CULTURE / Le Bindi : ce petit point qui révèle l’âme de l’Inde.

CULTURE / Le Bindi : ce petit point qui révèle l’âme de l’Inde.

Minuscule par la taille, immense par la signification. Sur le front de millions de femmes indiennes, un simple point coloré capte l’attention et intrigue.


Minuscule par la taille, immense par la signification. Sur le front de millions de femmes indiennes, un simple point coloré capte l’attention et intrigue. Rouge, noir, jaune ou multicolore, le Bindi n’est pas un ornement anodin : il raconte une histoire millénaire, à la croisée de la tradition, de la spiritualité et de l’expression personnelle.

Un symbole ancien, né de la terre

Bien avant de devenir un accessoire de mode, le Bindi est un marqueur culturel profondément enraciné. À l’origine, il est fabriqué de manière artisanale à partir d’ingrédients naturels : poudre de curcuma et jus de citron vert. La réaction chimique entre ces deux éléments donne naissance à ce rouge vif si caractéristique, symbole de vie, d’énergie et de prospérité dans l’hindouisme. Ce rouge n’est donc pas qu’une couleur : il est porteur de sens, de rites et de croyances transmises de génération en génération.

Des couleurs qui parlent sans mots

En Inde, le Bindi agit comme un langage silencieux, particulièrement dans le nord du pays : Rouge : traditionnellement réservé aux femmes mariées ou fiancées, il symbolise l’union, la fertilité et la continuité de la lignée; Noir : porté par les femmes célibataires, il est aussi parfois associé à une fonction protectrice contre le mauvais œil; Jaune : couleur sacrée, utilisée lors de rituels religieux, de cérémonies spirituelles ou de fêtes traditionnelles. Chaque teinte devient ainsi un message social, immédiatement lisible pour ceux qui connaissent les codes.

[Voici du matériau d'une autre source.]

//! Plain-text rendering of command results.
//!
//! Every renderer returns a `String` so the layout can be tested without
//! capturing stdout.

use std::fmt::Write as _;

use yotocli_core::library::{DeviceOverview, Removed, TransferOutcome};
use yotocli_core::{Card, Chapter};

/// Seconds as `m:ss`.
pub fn format_duration(seconds: u64) -> String {
    format!("{}:{:02}", seconds / 60, seconds % 60)
}

/// Left-aligned columns separated by three spaces.
fn table(header: &[&str], rows: &[Vec<String>]) -> String {
    let mut widths: Vec<usize> = header.iter().map(|h| h.chars().count()).collect();
    for row in rows {
        for (width, cell) in widths.iter_mut().zip(row) {
            *width = (*width).max(cell.chars().count());
        }
    }

    let mut out = table_row(header.iter().copied(), &widths);
    out.push('\n');
    for row in rows {
        out.push_str(&table_row(row.iter().map(String::as_str), &widths));
        out.push('\n');
    }
    out
}

fn table_row<'a>(cells: impl Iterator<Item = &'a str>, widths: &[usize]) -> String {
    let line = cells
        .zip(widths)
        .map(|(cell, &width)| format!("{cell:<width$}"))
        .collect::<Vec<_>>()
        .join("   ");
    line.trim_end().to_string()
}

/// The library overview printed by `ls`.
pub fn cards_table(cards: &[Card]) -> String {
    let rows: Vec<_> = cards
        .iter()
        .enumerate()
        .map(|(i, card)| {
            vec![
                (i + 1).to_string(),
                card.title.clone(),
                card.card_id.clone(),
                format_duration(card.total_duration()),
            ]
        })
        .collect();
    table(&["#", "Title", "ID", "Duration"], &rows)
}

/// The chapters of one card, printed by `ls <playlist>`.
pub fn chapters_table(card: &Card) -> String {
    let mut out = format!("Playlist: {} ({})\n\n", card.title, card.card_id);
    if card.chapters().is_empty() {
        out.push_str("No content found in this card.\n");
        return out;
    }

    let rows: Vec<_> = card
        .chapters()
        .iter()
        .enumerate()
        .map(|(i, chapter)| {
            vec![
                (i + 1).to_string(),
                chapter.title.clone(),
                format_duration(chapter.duration),
                chapter
                    .first_track()
                    .map_or_else(|| "-".to_string(), |t| t.format.clone()),
            ]
        })
        .collect();
    out.push_str(&table(&["#", "Title", "Duration", "Format"], &rows));
    out
}

/// Details of one chapter, printed by `ls <playlist>/<track>`.
pub fn chapter_detail(position: usize, chapter: &Chapter) -> String {
    let mut out = String::from("Track Detail:\n");
    let _ = writeln!(out, "  Position: {position}");
    let _ = writeln!(out, "  Title:    {}", chapter.title);
    let _ = writeln!(out, "  Duration: {}", format_duration(chapter.duration));
    if let Some(track) = chapter.first_track() {
        #[allow(clippy::cast_precision_loss)]
        let megabytes = track.file_size as f64 / 1024.0 / 1024.0;
        let _ = writeln!(out, "  Format:   {}", track.format);
        let _ = writeln!(out, "  Size:     {megabytes:.2} MB");
        let _ = writeln!(out, "  URL:      {}", track.track_url);
    }
    out
}

/// Player overview printed by `status`.
pub fn devices_table(devices: &[DeviceOverview]) -> String {
    if devices.is_empty() {
        return "No devices found.\n".to_string();
    }

    let rows: Vec<_> = devices
        .iter()
        .map(|d| {
            let online = if d.device.online { "online" } else { "offline" };
            let (battery, volume, playing) = d.status.as_ref().map_or_else(
                || ("-".to_string(), "-".to_string(), "-".to_string()),
                |s| {
                    let charging = if s.charging() { " (charging)" } else { "" };
                    (
                        format!("{}%{charging}", s.battery_level),
                        s.volume.to_string(),
                        s.playing().unwrap_or("-").to_string(),
                    )
                },
            );
            vec![
                d.device.name.clone(),
                d.device.device_type.clone(),
                online.to_string(),
                battery,
                volume,
                playing,
            ]
        })
        .collect();
    table(
        &["Name", "Type", "State", "Battery", "Volume", "Playing"],
        &rows,
    )
}

/// One-line summary of a removal.
pub fn removed_line(removed: &Removed) -> String {
    match removed {
        Removed::Card { title } => format!("Deleted playlist '{title}'"),
        Removed::Chapter { card_title, title } => {
            format!("Removed '{title}' from '{card_title}'")
        }
    }
}

/// One-line summary of a move or copy.
pub fn transfer_line(verb: &str, outcome: &TransferOutcome) -> String {
    format!(
        "{verb} '{}' to '{}' at position {}",
        outcome.title, outcome.destination_card, outcome.position
    )
}

#[cfg(test)]
#[allow(clippy::unwrap_used, clippy::expect_used, clippy::panic)]
mod tests {
    use yotocli_core::model::{Device, DeviceStatus, Metadata, Media, Track};

    use super::*;

    #[test]
    fn test_format_duration() {
        assert_eq!(format_duration(0), "0:00");
        assert_eq!(format_duration(61), "1:01");
        assert_eq!(format_duration(3600), "60:00");
    }

    #[test]
    fn test_cards_table_aligns_columns() {
        let cards = vec![
            Card {
                card_id: "abc".to_string(),
                title: "Bedtime Stories".to_string(),
                metadata: Some(Metadata {
                    media: Media {
                        duration: 125,
                        file_size: 0,
                    },
                    ..Metadata::default()
                }),
                ..Card::default()
            },
            Card {
                card_id: "defgh".to_string(),
                title: "Songs".to_string(),
                ..Card::default()
            },
        ];

        let out = cards_table(&cards);
        let lines: Vec<_> = out.lines().collect();
        assert_eq!(lines[0], "#   Title             ID      Duration");
        assert_eq!(lines[1], "1   Bedtime Stories   abc     2:05");
        assert_eq!(lines[2], "2   Songs             defgh   0:00");
    }

    #[test]
    fn test_chapters_table_empty_card() {
        let out = chapters_table(&Card::empty("Empty"));
        assert!(out.contains("No content found in this card."));
    }

    #[test]
    fn test_chapter_detail() {
        let chapter = Chapter {
            title: "Moon".to_string(),
            duration: 90,
            tracks: vec![Track {
                format: "aac".to_string(),
                file_size: 2 * 1024 * 1024,
                track_url: "yoto:#abc".to_string(),
                ..Track::default()
            }],
            ..Chapter::default()
        };

        let out = chapter_detail(2, &chapter);
        assert!(out.contains("Title:    Moon"));
        assert!(out.contains("Duration: 1:30"));
        assert!(out.contains("Size:     2.00 MB"));
    }

    #[test]
    fn test_devices_table() {
        let devices = vec![
            DeviceOverview {
                device: Device {
                    id: "d1".to_string(),
                    name: "Kitchen".to_string(),
                    device_type: "v3".to_string(),
                    online: true,
                },
                status: Some(DeviceStatus {
                    battery_level: 80,
                    is_charging: 1,
                    active_card: "card-1".to_string(),
                    volume: 40,
                }),
            },
            DeviceOverview {
                device: Device {
                    id: "d2".to_string(),
                    name: "Bedroom".to_string(),
                    device_type: "mini".to_string(),
                    online: false,
                },
                status: None,
            },
        ];

        let out = devices_table(&devices);
        assert!(out.contains("80% (charging)"));
        assert!(out.contains("card-1"));
        assert!(out.lines().nth(2).unwrap().contains("offline"));
        assert_eq!(devices_table(&[]), "No devices found.\n");
    }

    #[test]
    fn test_summary_lines() {
        let removed = Removed::Chapter {
            card_title: "Bedtime".to_string(),
            title: "Moon".to_string(),
        };
        assert_eq!(removed_line(&removed), "Removed 'Moon' from 'Bedtime'");

        let outcome = TransferOutcome {
            title: "Moon".to_string(),
            source_card: "Bedtime".to_string(),
            destination_card: "Morning".to_string(),
            position: 2,
        };
        assert_eq!(
            transfer_line("Moved", &outcome),
            "Moved 'Moon' to 'Morning' at position 2"
        );
    }
}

Quand la tradition rencontre la mode

Au sud de l’Inde, les usages se sont transformés avec le temps. Le Bindi s’y est émancipé de sa stricte fonction sociale pour devenir un véritable accessoire de mode. Autocollant, pailleté, discret ou extravagant, il s’accorde désormais aux tenues, aux humeurs et aux occasions. Ici, il ne dit plus forcément si une femme est mariée ou célibataire. Il dit surtout : voici qui je suis aujourd’hui.

Le troisième œil : la dimension spirituelle

Au-delà de l’esthétique et des conventions sociales, le Bindi touche à l’essentiel. Placé entre les sourcils, il correspond à l’Ajna Chakra, le fameux troisième œil dans la tradition hindoue. Ce point central représente la conscience, l’intuition et la sagesse intérieure. Il symbolise l’œil invisible, celui qui perçoit au-delà des apparences. Porter le Bindi, c’est se rappeler que la vraie vision ne vient pas uniquement des yeux, mais aussi de l’esprit et du cœur.

Un symbole qui traverse les frontières

Aujourd’hui, le Bindi a quitté les frontières de l’Inde. Il apparaît sur les podiums de mode, dans les clips musicaux, sur les réseaux sociaux. Mais derrière cet engouement mondial se cache une responsabilité : comprendre, respecter et reconnaître la profondeur culturelle de ce symbole ancestral. Car le Bindi n’est pas qu’un point sur le front. C’est une identité, une mémoire, une spiritualité. Un minuscule cercle… qui ouvre un monde infini.